Every Day GOD / Joyful Trials? Excuse Me?





James 1:2-18Amplified Bible (AMP)
2 Consider it wholly joyful, my brethren, whenever you are enveloped in or encounter trials of any sort or fall into various temptations.
3 Be assured and understand that the trial and proving of your faith bring out endurance and steadfastness and patience.
4 But let endurance and steadfastness and patience have full play and do a thorough work, so that you may be [people] perfectly and fully developed [with no defects], lacking in nothing.

"Not one time have I ever had a joyful trial. I can think of many words to describe trials, but joyful isn’t one. Hmmm…  Atrocious, awful, dreadful, painful, terrible, shocking and unspeakable to name a few. I’m going through a trial right now. God's word says trials make me stronger. But why does it feel like the life is being sucked right out of me? My heart is breaking. I keep turning everything over to Jesus, but the trial continues. On and on. Joyful? I think not. Jesus keeps telling me, “Let go!”, and I keep repeating His words out loud to convince myself but it’s not working very well.
But yes, I feel Him working in me. Sometimes I do feel deep joy. But only when I’m in His presence. But I can’t put my life on hold and sit in His presence 24/7. I only wish I could."

5 If any of you is deficient in wisdom, let him ask of the giving God [Who gives] to everyone liberally and ungrudgingly, without reproaching or faultfinding, and it will be given him.
6 Only it must be in faith that he asks with no wavering (no hesitating, no doubting). For the one who wavers (hesitates, doubts) is like the billowing surge out at sea that is blown hither and thither and tossed by the wind.
7 For truly, let not such a person imagine that he will receive anything [he asks for] from the Lord,
8 [For being as he is] a man of two minds (hesitating, dubious, irresolute), [he is] unstable and unreliable and uncertain about everything [he thinks, feels, decides].

Wow. Excuse me, but sometimes the second half of verse 6 describes me exactly! And seven and eight seal the deal!  At times I am firm about what God has led me to do, but then I start to wonder if I heard right!
My faith in God doesn’t waver, but my faith in my own ability to hear God’s voice is definitely shaky.

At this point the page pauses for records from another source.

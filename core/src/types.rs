//! Wire DTOs for the PokeAPI endpoints the client consumes.
//!
//! # Design
//! These types mirror the JSON served by PokeAPI (and by the mock-server)
//! but are defined independently; integration tests catch schema drift.
//! Only the fields the client reads or that tests assert on are modelled.
//! Unknown fields are ignored and collection fields default to empty, so
//! additive API changes do not break decoding.

use serde::{Deserialize, Serialize};

/// A `{ name, url }` reference to another API resource.
#[derive(Debug, Clone, Serialize, Deserialize, PartialEq, Eq)]
pub struct NamedResource {
    pub name: String,
    pub url: String,
}

/// One page of `GET /pokemon`.
#[derive(Debug, Clone, Serialize, Deserialize, PartialEq, Eq)]
pub struct PokemonPage {
    pub count: u32,
    pub next: Option<String>,
    pub previous: Option<String>,
    #[serde(default)]
    pub results: Vec<NamedResource>,
}

/// `GET /pokemon/{id}`.
#[derive(Debug, Clone, Serialize, Deserialize, PartialEq, Eq)]
pub struct PokemonDetail {
    pub id: u32,
    pub name: String,
    pub height: u32,
    pub weight: u32,
    #[serde(default)]
    pub base_experience: Option<u32>,
    pub species: NamedResource,
    #[serde(default)]
    pub sprites: Sprites,
    #[serde(default)]
    pub abilities: Vec<AbilitySlot>,
    #[serde(default)]
    pub stats: Vec<StatEntry>,
    #[serde(default)]
    pub types: Vec<TypeSlot>,
}

#[derive(Debug, Clone, Default, Serialize, Deserialize, PartialEq, Eq)]
pub struct Sprites {
    pub front_default: Option<String>,
    pub front_shiny: Option<String>,
}

#[derive(Debug, Clone, Serialize, Deserialize, PartialEq, Eq)]
pub struct AbilitySlot {
    pub ability: NamedResource,
    pub is_hidden: bool,
    pub slot: u32,
}

#[derive(Debug, Clone, Serialize, Deserialize, PartialEq, Eq)]
pub struct StatEntry {
    pub base_stat: i32,
    #[serde(default)]
    pub effort: i32,
    pub stat: NamedResource,
}

#[derive(Debug, Clone, Serialize, Deserialize, PartialEq, Eq)]
pub struct TypeSlot {
    pub slot: u32,
    #[serde(rename = "type")]
    pub kind: NamedResource,
}

/// `GET /pokemon-species/{id}`.
#[derive(Debug, Clone, Serialize, Deserialize, PartialEq, Eq)]
pub struct PokemonSpecies {
    pub id: u32,
    pub name: String,
    pub color: NamedResource,
    #[serde(default)]
    pub flavor_text_entries: Vec<FlavorTextEntry>,
    #[serde(default)]
    pub habitat: Option<NamedResource>,
    #[serde(default)]
    pub is_baby: bool,
    #[serde(default)]
    pub names: Vec<LocalizedName>,
    #[serde(default)]
    pub shape: Option<NamedResource>,
    #[serde(default)]
    pub varieties: Vec<Variety>,
}

#[derive(Debug, Clone, Serialize, Deserialize, PartialEq, Eq)]
pub struct FlavorTextEntry {
    pub flavor_text: String,
    pub language: NamedResource,
}

#[derive(Debug, Clone, Serialize, Deserialize, PartialEq, Eq)]
pub struct LocalizedName {
    pub language: NamedResource,
    pub name: String,
}

#[derive(Debug, Clone, Serialize, Deserialize, PartialEq, Eq)]
pub struct Variety {
    pub is_default: bool,
    pub pokemon: NamedResource,
}

#[cfg(test)]
mod tests {
    use super::*;

    #[test]
    fn page_tolerates_missing_results_and_extra_fields() {
        let page: PokemonPage =
            serde_json::from_str(r#"{"count":0,"next":null,"previous":null,"extra":true}"#).unwrap();
        assert!(page.results.is_empty());
    }

    #[test]
    fn type_slot_reads_reserved_field_name() {
        let slot: TypeSlot = serde_json::from_str(
            r#"{"slot":1,"type":{"name":"grass","url":"https://pokeapi.co/api/v2/type/12/"}}"#,
        )
        .unwrap();
        assert_eq!(slot.kind.name, "grass");

        let json = serde_json::to_value(&slot).unwrap();
        assert_eq!(json["type"]["name"], "grass");
    }

    #[test]
    fn detail_rejects_missing_species() {
        let result: Result<PokemonDetail, _> =
            serde_json::from_str(r#"{"id":1,"name":"bulbasaur","height":7,"weight":69}"#);
        assert!(result.is_err());
    }

    #[test]
    fn species_defaults_optional_sections() {
        let species: PokemonSpecies = serde_json::from_str(
            r#"{"id":1,"name":"bulbasaur","color":{"name":"green","url":"https://pokeapi.co/api/v2/pokemon-color/5/"},"habitat":null}"#,
        )
        .unwrap();
        assert!(species.flavor_text_entries.is_empty());
        assert!(species.habitat.is_none());
        assert!(!species.is_baby);
    }
}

9 Let the brother in humble circumstances glory in his elevation [as a Christian, called to the true riches and to be an heir of God],
10 And the rich [person ought to glory] in being humbled [by being shown his human frailty], because like the flower of the grass he will pass away.
11 For the sun comes up with a scorching heat and parches the grass; its flower falls off and its beauty fades away. Even so will the rich man wither and die in the midst of his pursuits.

Don’t you love God’s word? If we are poor or feel lower than everyone else, we are to glory as a Christian. And if we are rich, we are to realize we could fade away to nothing at any second.

12 Blessed (happy, to be envied) is the man who is patient under trial and stands up under temptation, for when he has stood the test and been approved, he will receive [the victor’s] crown of life which God has promised to those who love Him.

And here’s my answer! Patience. God promises that I WILL receive the victor’s crown of life if patiently wait and if I continue to love Him throughout the trial.

13 Let no one say when he is tempted, I am tempted from God; for God is incapable of being tempted by [what is] evil and He Himself tempts no one.
14 But every person is tempted when he is drawn away, enticed and baited by his own evil desire (lust, passions).
15 Then the evil desire, when it has conceived, gives birth to sin, and sin, when it is fully matured, brings forth death.

Temptation comes to everyone. I’m tempted all the time. Sometimes I just want to have fun. Is that too much to ask? No it’s not. But I can easily get sucked into doing nothing else but relaxing and having fun. This is my temptation. If I live for having fun all the time, I start to sink into depression. Why? Because I am not fulfilling God’s purpose for me. I read an excerpt from a book entitled, “Do Hard Things.” Having fun is fun, that’s all. But I have found that doing hard things ends up being incredibly fun with a lasting joy! And I fall into bed exhausted and happy!

16 Do not be misled, my beloved brethren.
17 Every good gift and every perfect (free, large, full) gift is from above; it comes down from the Father of all [that gives] light, in [the shining of] Whom there can be no variation [rising or setting] or shadow cast by His turning [as in an eclipse].
God has soooooo many gifts for us. We only have to chase after Him! Pursue a relationship with Him. He surprises me with delightful gifts every day! He actually shocks me sometimes! The cool thing is this. I think I know what I want, but He created me. So He actually knows me better than I know myself!

“Thanks, Jesus, for Your incredible word to me today. I encouraged myself as I studied through these scriptures. I started off a little sad; and You turned my thinking around to focusing on the many gifts You send my way every day. You are rich in love and mercy to me, Almighty Father. How I adore You!  Create in me a clean, grateful heart!  Every day that I live!  In Your matchless name, the name of Jesus, I pray, AMEN.”